Question

A particle moves with position function

\(s = {t^4} - 4{t^3} - 20{t^2} + 20t\), \(t > 0\)

(a) At what time does the particle have a velocity of 20 m/s?

(b) At what time is the acceleration 0? What is the significance of this value of \(t\)?

Short answer

a). The velocity is 20 m/s at 0 s and 5 s.

b). The acceleration is 0 at \(3.08\) s. At this value of time, acceleration is shifting from negative value to positive value, which corresponds to minimum velocity point.

Step-by-step solution

(a) Step 1: Analyze the duration of positive velocity

The velocity is obtained as the rate of change of the distance, which is \(v\left( t \right) = s'\left( t \right)\) .

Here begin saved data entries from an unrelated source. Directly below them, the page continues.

//! Pure reducers: the single source of truth for action -> state
//! transitions.
//!
//! `reduce` never mutates its input. Every transition builds a new
//! `ProgramState` value, so previously held states remain valid snapshots.
//! `Err` means the action was rejected and the caller's state is unchanged;
//! not-found targets are silent no-ops, not errors.

mod exercise;
mod program;
mod set;
mod workout;

use crate::{Action, ProgramState, ReduceError};

/// Apply an action to the given state, returning the next state.
pub fn reduce(state: &ProgramState, action: &Action) -> Result<ProgramState, ReduceError> {
    let mut next = state.clone();
    match action {
        Action::Program(a) => program::reduce(a, &mut next)?,
        Action::Workout(a) => workout::reduce(a, &mut next)?,
        Action::Exercise(a) => exercise::reduce(a, &mut next)?,
        Action::Set(a) => set::reduce(a, &mut next)?,
    }
    Ok(next)
}
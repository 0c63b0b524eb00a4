//! Exercise instances and their sets.

use serde::{Deserialize, Serialize};

use crate::EntityId;

/// Weight unit for a set.
#[derive(Debug, Clone, Copy, PartialEq, Eq, Default, Serialize, Deserialize)]
#[serde(rename_all = "lowercase")]
pub enum WeightUnit {
    #[default]
    Lbs,
    Kg,
}

impl WeightUnit {
    pub fn as_str(&self) -> &'static str {
        match self {
            Self::Lbs => "lbs",
            Self::Kg => "kg",
        }
    }
}

/// One performed unit (reps x weight) within an exercise.
///
/// `reps` and `weight` are `None` for a blank set the user has not filled
/// in yet; on the wire a blank metric is the empty string and a filled one
/// a number (see [`metric`]).
#[derive(Debug, Clone, PartialEq, Serialize, Deserialize)]
pub struct Set {
    pub id: EntityId,
    #[serde(default)]
    pub order: u32,
    #[serde(default, with = "metric")]
    pub reps: Option<f64>,
    #[serde(default, with = "metric")]
    pub weight: Option<f64>,
    #[serde(default)]
    pub unit: WeightUnit,
}

impl Set {
    /// A fresh, blank set at the given order.
    pub fn blank(order: u32) -> Self {
        Self {
            id: EntityId::fresh(),
            order,
            reps: None,
            weight: None,
            unit: WeightUnit::Lbs,
        }
    }
}

/// Fields of a set that a caller may update. Outer `None` fields are left
/// as-is; the set to patch is matched by `id`. The metric fields are
/// double-optioned so `Some(None)` clears a filled value back to blank.
#[derive(Debug, Clone, PartialEq, Serialize, Deserialize)]
pub struct SetPatch {
    pub id: EntityId,
    #[serde(default)]
    pub order: Option<u32>,
    #[serde(default, with = "metric_patch", skip_serializing_if = "Option::is_none")]
    pub reps: Option<Option<f64>>,
    #[serde(default, with = "metric_patch", skip_serializing_if = "Option::is_none")]
    pub weight: Option<Option<f64>>,
    #[serde(default)]
    pub unit: Option<WeightUnit>,
}

impl SetPatch {
    pub fn for_set(id: EntityId) -> Self {
        Self {
            id,
            order: None,
            reps: None,
            weight: None,
            unit: None,
        }
    }
}

/// A workout-scoped instance of a catalog exercise.
///
/// `id` is the per-workout instance identity; `catalog_exercise_id` is the
/// stable reference into the read-only catalog, and is what "already in
/// this workout" checks compare against.
#[derive(Debug, Clone, PartialEq, Serialize, Deserialize)]
pub struct Exercise {
    pub id: EntityId,
    #[serde(default)]
    pub catalog_exercise_id: Option<EntityId>,
    #[serde(default)]
    pub name: String,
    #[serde(default)]
    pub muscle: String,
    #[serde(default)]
    pub equipment: String,
    /// 1-based position within the workout, contiguous after every
    /// structural mutation.
    #[serde(default)]
    pub order: u32,
    #[serde(default)]
    pub sets: Vec<Set>,
}

/// Serde helper for the blank-or-number metric fields. Serializes `None`
/// as `""` and accepts a number, a numeric string, `""`, or `null`.
pub mod metric {
    use serde::{Deserialize, Deserializer, Serializer};

    #[derive(Deserialize)]
    #[serde(untagged)]
    enum Repr {
        Num(f64),
        Text(String),
    }

    pub fn serialize<S: Serializer>(v: &Option<f64>, s: S) -> Result<S::Ok, S::Error> {
        match v {
            Some(n) => s.serialize_f64(*n),
            None => s.serialize_str(""),
        }
    }

    pub fn deserialize<'de, D: Deserializer<'de>>(d: D) -> Result<Option<f64>, D::Error> {
        Ok(match Option::<Repr>::deserialize(d)? {
            None => None,
            Some(Repr::Num(n)) => Some(n),
            Some(Repr::Text(t)) => t.trim().parse().ok(),
        })
    }
}

/// Serde helper for [`SetPatch`] metric fields: a present value follows the
/// [`metric`] rules (so `""` means clear-to-blank); absent fields fall back
/// to the `default` of outer `None`.
pub mod metric_patch {
    use serde::{Deserializer, Serializer};

    pub fn serialize<S: Serializer>(v: &Option<Option<f64>>, s: S) -> Result<S::Ok, S::Error> {
        match v {
            Some(inner) => super::metric::serialize(inner, s),
            None => s.serialize_none(),
        }
    }

    pub fn deserialize<'de, D: Deserializer<'de>>(d: D) -> Result<Option<Option<f64>>, D::Error> {
        super::metric::deserialize(d).map(Some)
    }
}

#[cfg(test)]
mod tests {
    use super::*;

    #[test]
    fn blank_set_has_no_metrics() {
        let set = Set::blank(3);
        assert_eq!(set.order, 3);
        assert_eq!(set.reps, None);
        assert_eq!(set.weight, None);
        assert_eq!(set.unit, WeightUnit::Lbs);
    }

    #[test]
    fn blank_metric_serializes_as_empty_string() {
        let set = Set::blank(1);
        let json = serde_json::to_value(&set).unwrap();
        assert_eq!(json["reps"], "");
        assert_eq!(json["weight"], "");
    }

    #[test]
    fn metric_deserializes_number_string_and_blank() {
        let set: Set = serde_json::from_str(
            r#"{"id": "s1", "order": 1, "reps": 8, "weight": "135.5", "unit": "lbs"}"#,
        )
        .unwrap();
        assert_eq!(set.reps, Some(8.0));
        assert_eq!(set.weight, Some(135.5));

        let blank: Set = serde_json::from_str(r#"{"id": "s2", "order": 2, "reps": "", "weight": null}"#)
            .unwrap();
        assert_eq!(blank.reps, None);
        assert_eq!(blank.weight, None);
    }

    #[test]
    fn patch_distinguishes_absent_from_cleared_metrics() {
        let patch: SetPatch = serde_json::from_str(r#"{"id": "s1", "reps": ""}"#).unwrap();
        assert_eq!(patch.reps, Some(None));
        assert_eq!(patch.weight, None);

        let json = serde_json::to_value(&patch).unwrap();
        assert_eq!(json["reps"], "");
        assert!(json.get("weight").is_none());
    }

    #[test]
    fn exercise_defaults_fill_missing_fields() {
        let ex: Exercise = serde_json::from_str(r#"{"id": "e1"}"#).unwrap();
        assert_eq!(ex.catalog_exercise_id, None);
        assert_eq!(ex.name, "");
        assert_eq!(ex.order, 0);
        assert!(ex.sets.is_empty());
    }
}
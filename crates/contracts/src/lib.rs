//! Shared DTOs for the APK studio HTTP interface.
//!
//! Everything the frontend exchanges with the server lives here, so the
//! wire shapes stay in one place.

pub mod api;
pub mod project;

pub use api::ApiStatus;
pub use project::{ProjectStatus, ProjectSummary};
//! API utilities for frontend-server communication
//!
//! The server renders this page itself, so API requests go back to the
//! same origin.

/// Get the base URL for API requests.
///
/// Constructed from the current window location (scheme + host + port).
/// Returns an empty string if no window is available, which makes the
/// resulting URLs relative and still same-origin.
pub fn api_base() -> String {
    let window = match web_sys::window() {
        Some(w) => w,
        None => return String::new(),
    };
    let location = window.location();
    location.origin().unwrap_or_default()
}

/// Build a full API URL from a path.
///
/// # Example
/// ```rust,ignore
/// let url = api_url(&format!("/sign_apk/{}", project_id));
/// ```
pub fn api_url(path: &str) -> String {
    format!("{}{}", api_base(), path)
}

Thus, \(v\left( t \right) = 4{t^3} - 12{t^2} - 40t + 20\). Plug \(v = 20\) and solve for time, as shown below:

\(\begin{aligned}4{t^3} - 12{t^2} - 40t + 20 &= 20\\4{t^3} - 12{t^2} - 40t &= 0\\4t\left( {{t^2} - 3t - 10} \right) &= 0\\4t\left( {t - 5} \right)\left( {t + 2} \right) &= 0\\t &= 0,\,5\end{aligned}\)

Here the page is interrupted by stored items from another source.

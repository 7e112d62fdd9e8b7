//! Full-viewport "operation in progress" indicator.
//!
//! The overlay is `Option<message>` behind a signal, so at most one
//! exists and `show` structurally replaces any previous one.

use crate::shared::context::use_app_context;
use leptos::prelude::*;

pub const DEFAULT_OVERLAY_MESSAGE: &str = "Processing...";

#[derive(Clone, Copy)]
pub struct OverlayService {
    message: RwSignal<Option<String>>,
}

impl OverlayService {
    pub fn new() -> Self {
        Self {
            message: RwSignal::new(None),
        }
    }

    /// Shows the overlay with the given message, replacing any overlay
    /// already on screen. Synchronous and idempotent.
    pub fn show(&self, message: impl Into<String>) {
        self.message.set(Some(message.into()));
    }

    pub fn show_default(&self) {
        self.show(DEFAULT_OVERLAY_MESSAGE);
    }

    /// Removes the overlay; no-op when none is shown.
    pub fn hide(&self) {
        self.message.set(None);
    }

    /// Reactive read of the current overlay message.
    pub fn message(&self) -> Option<String> {
        self.message.get()
    }
}

impl Default for OverlayService {
    fn default() -> Self {
        Self::new()
    }
}

#[component]
pub fn LoadingOverlay() -> impl IntoView {
    let ctx = use_app_context();

    view! {
        {move || {
            ctx.overlay
                .message()
                .map(|message| {
                    view! {
                        <div
                            class="loading-overlay"
                            style="position: fixed; inset: 0; z-index: 1050; display: flex; flex-direction: column; align-items: center; justify-content: center; background: rgba(0, 0, 0, 0.5);"
                        >
                            <div class="spinner" aria-hidden="true"></div>
                            <p class="loading-message">{message}</p>
                        </div>
                    }
                })
        }}
    }
}

#[cfg(test)]
mod tests {
    use super::*;

    #[test]
    fn show_replaces_the_previous_overlay() {
        let overlay = OverlayService::new();
        overlay.show("Signing APK...");
        overlay.show("Applying GUI changes...");
        assert_eq!(
            overlay.message.get_untracked().as_deref(),
            Some("Applying GUI changes...")
        );
    }

    #[test]
    fn hide_is_idempotent() {
        let overlay = OverlayService::new();
        overlay.hide();
        overlay.show_default();
        overlay.hide();
        overlay.hide();
        assert!(overlay.message.get_untracked().is_none());
    }
}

It is to be noted that we consider only positive values of time as \(t > 0\).

(b) Step 2: Find the acceleration

The acceleration is the rate of change of velocity \(a\left( t \right) = v'\left( t \right)\) and is equal to \(a\left( t \right) = 12{t^2} - 24t - 40\) . Set \(a\left( t \right) = 0\) and solve for the time \(t\), at which the acceleration is 0, as follows:

\(\begin{aligned}12{t^2} - 24t - 40 &= 0\\4\left( {3{t^2} - 6t - 10} \right) &= 0\\t &= \frac{{6 \pm \sqrt {{6^2} - 4\left( 3 \right)\left( { - 10} \right)} }}{{2\left( 3 \right)}}\\ &= 1 \pm \frac{1}{3}\sqrt {39} \\ \approx 3.08\,{\rm{s}}\end{aligned}\)

It is to be noted that we consider only positive values of time as \(t > 0\). Moreover, at this value of time, acceleration is shifting from negative value to positive value, which corresponds to minimum velocity point.